Maurice ‘Moe’ Lee Eskins, 91, made his final journey on August 23, 2021. Maurice was preceded in death by his parents, Schley and Lillian Eskins of Cheylan, West Virginia. Maurice is survived by his wife of 69 years, Cecelia Marie Peck Eskins; Michael Eskins, son; Elise Lane, daughter; Roberta Eskins, daughter; Christina Eskins Davis, daughter; 5 grandchildren: John Mullins, Jacqueline Day (Shawn), Allison Davis, Bradley Davis and Logan Chittick; 5 great grandchildren: Mickenzie Day, Aubrey Day, Anon Cole, Alek Day and Brody Day.
Maurice graduated from Eastbank High School, Cabin Creek, West Virginia and attended West Virginia University, Morgantown, West Virginia. After being a member of ROTC in high school and college he enlisted as a Lieutenant in the US Army. His career as an Industrial Engineer began at J & L Steel in Pittsburgh, Pennsylvania then with Kaiser Aluminum and finally Red Mill Industry. He was a Master Mason of the Ashton Lodge #12, Ravenswood, West Virginia.
Moe made lasting relationships with everyone, young and old. He never knew a stranger and was known for his humor and being a great storyteller. His love of being outdoors was shown by his hunting, fishing and traveling, near and far. He was passionate about his garden and orchard. He was a teacher, mentor, role model, friend and most of all a devoted family man. Music was always playing. Moe would want to share a popsicle with everyone thinking about him and the good times as he sits under a shady tree with his duck, Willie.
Our family would like to express our sincere gratitude for the compassionate nursing care provided to Maurice by his Mt. Carmel St. Ann’s palliative team.
In lieu of flowers, and in true fashion, donations may be made in Maurice’s memory to Ravenswood FFA Floriculture, C/0 Sierra Bever, 100 Plaza Drive, Ravenswood, West Virginia 26164 or the Alzheimer’s Association at https://www.alz.org/centralohio.
Thank you to Hill Funeral Home, 220 S. State St., Westerville, 43081
Maurice would like to share his favorite poem:
If- by Rudyard Kipling
If you can keep your head when all about you
Are losing theirs and blaming it on you,
If you can trust yourself when all men doubt you,
But make allowance for their doubting too;
If you can wait and not be tired by waiting,
Or being lied about, don’t deal in lies,
Or being hated, don’t give way to hating,
And yet don’t look too good, nor talk too wise:
If you can dream—and not make dreams your master;
If you can think—and not make thoughts your aim;
If you can meet with Triumph and Disaster
And treat those two impostors just the same;
If you can bear to hear the truth you’ve spoken
Twisted by knaves to make a trap for fools,
Or watch the things you gave your life to, broken,
And stoop and build ’em up with worn-out tools:
If you can make one heap of all your winnings
And risk it on one turn of pitch-and-toss,
And lose, and start again at your beginnings
And never breathe a word about your loss;
If you can force your heart and nerve and sinew
To serve your turn long after they are gone,
And so hold on when there is nothing in you
Except the Will which says to them: ‘Hold on!’
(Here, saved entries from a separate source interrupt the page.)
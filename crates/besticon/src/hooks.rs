//! Per-site hooks consulted before discovery.

use url::Url;

use crate::url_util::host_only;

/// Replaces discovery for selected sites.
///
/// Receives the raw input URL. A non-empty result becomes the candidate
/// list verbatim; an empty one falls through to normal discovery.
pub trait OverrideFinder: Send + Sync {
    fn find_icons(&self, url: &str) -> Vec<String>;
}

impl<F> OverrideFinder for F
where
    F: Fn(&str) -> Vec<String> + Send + Sync,
{
    fn find_icons(&self, url: &str) -> Vec<String> {
        self(url)
    }
}

/// Whether `host` is covered by the host-only domain list.
///
/// A listed domain also covers its `www.` variant; `*` covers every host.
pub fn is_host_only_domain(host: &str, domains: &[String]) -> bool {
    let host = host.to_ascii_lowercase();
    let bare = host.strip_prefix("www.").unwrap_or(&host);
    domains
        .iter()
        .any(|d| d == "*" || d.eq_ignore_ascii_case(&host) || d.eq_ignore_ascii_case(bare))
}

/// The URL discovery should start from.
///
/// Host-only domains are reduced to their bare `scheme://host/`.
pub fn apply_host_only(url: &Url, domains: &[String]) -> Url {
    match url.host_str() {
        Some(host) if is_host_only_domain(host, domains) => {
            let stripped = host_only(url);
            if stripped != *url {
                tracing::debug!(from = %url, to = %stripped, "host-only domain, using site root");
            }
            stripped
        }
        _ => url.clone(),
    }
}
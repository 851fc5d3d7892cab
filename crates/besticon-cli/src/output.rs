//! Human-readable rendering of lookup results.

use std::io::{self, Write};

use besticon::Icon;

/// One line per icon: dimensions, format, size, url and any decode error.
pub fn write_icon_table(out: &mut impl Write, icons: &[Icon]) -> io::Result<()> {
    if icons.is_empty() {
        return writeln!(out, "no icons found");
    }
    for icon in icons {
        let format = if icon.format.is_empty() { "-" } else { &icon.format };
        write!(
            out,
            "{:>9}  {:<4}  {:>8}  {}",
            format!("{}x{}", icon.width, icon.height),
            format,
            icon.bytes,
            display_url(&icon.url),
        )?;
        if let Some(err) = &icon.error {
            write!(out, "  ({err})")?;
        }
        writeln!(out)?;
    }
    Ok(())
}

/// `#rrggbb` for an RGB triple.
pub fn hex_color([r, g, b]: [u8; 3]) -> String {
    format!("#{r:02x}{g:02x}{b:02x}")
}

const MAX_DATA_URI_DISPLAY: usize = 48;

/// Inline `data:` URIs are shortened; they can be many kilobytes long.
fn display_url(url: &str) -> String {
    if url.starts_with("data:") && url.len() > MAX_DATA_URI_DISPLAY {
        let cut = (0..=MAX_DATA_URI_DISPLAY)
            .rev()
            .find(|&i| url.is_char_boundary(i))
            .unwrap_or(0);
        format!("{}...", &url[..cut])
    } else {
        url.to_string()
    }
}

#[cfg(test)]
mod tests {
    use super::*;
    use besticon::IconError;

    fn render(icons: &[Icon]) -> String {
        let mut buf = Vec::new();
        write_icon_table(&mut buf, icons).unwrap();
        String::from_utf8(buf).unwrap()
    }

    #[test]
    fn test_table_rows() {
        let ok = Icon {
            url: "https://example.com/apple-touch-icon.png".to_string(),
            width: 180,
            height: 180,
            format: "png".to_string(),
            bytes: 4_096,
            ..Default::default()
        };
        let broken = Icon {
            url: "https://example.com/favicon.ico".to_string(),
            bytes: 12,
            error: Some(IconError::UnknownFormat),
            ..Default::default()
        };
        let text = render(&[ok, broken]);
        let lines: Vec<&str> = text.lines().collect();
        assert_eq!(lines.len(), 2);
        assert!(lines[0].contains("180x180"));
        assert!(lines[0].contains("png"));
        assert!(lines[0].ends_with("https://example.com/apple-touch-icon.png"));
        assert!(lines[1].contains("0x0"));
        assert!(lines[1].contains(" -  "));
        assert!(lines[1].ends_with("(unknown image format)"));
    }

    #[test]
    fn test_empty_table() {
        assert_eq!(render(&[]), "no icons found\n");
    }

    #[test]
    fn test_data_uri_is_shortened() {
        let long = format!("data:image/png;base64,{}", "A".repeat(200));
        let shown = display_url(&long);
        assert!(shown.len() < long.len());
        assert!(shown.ends_with("..."));
        assert_eq!(display_url("data:,x"), "data:,x");
    }

    #[test]
    fn test_hex_color() {
        assert_eq!(hex_color([220, 20, 1]), "#dc1401");
        assert_eq!(hex_color([0, 0, 0]), "#000000");
    }
}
If you can talk with crowds and keep your virtue,
Or walk with Kings—nor lose the common touch,
If neither foes nor loving friends can hurt you,
If all men count with you, but none too much;
If you can fill the unforgiving minute
With sixty seconds’ worth of distance run,
Yours is the Earth and everything that’s in it,
And—which is more—you’ll be a Man, my son!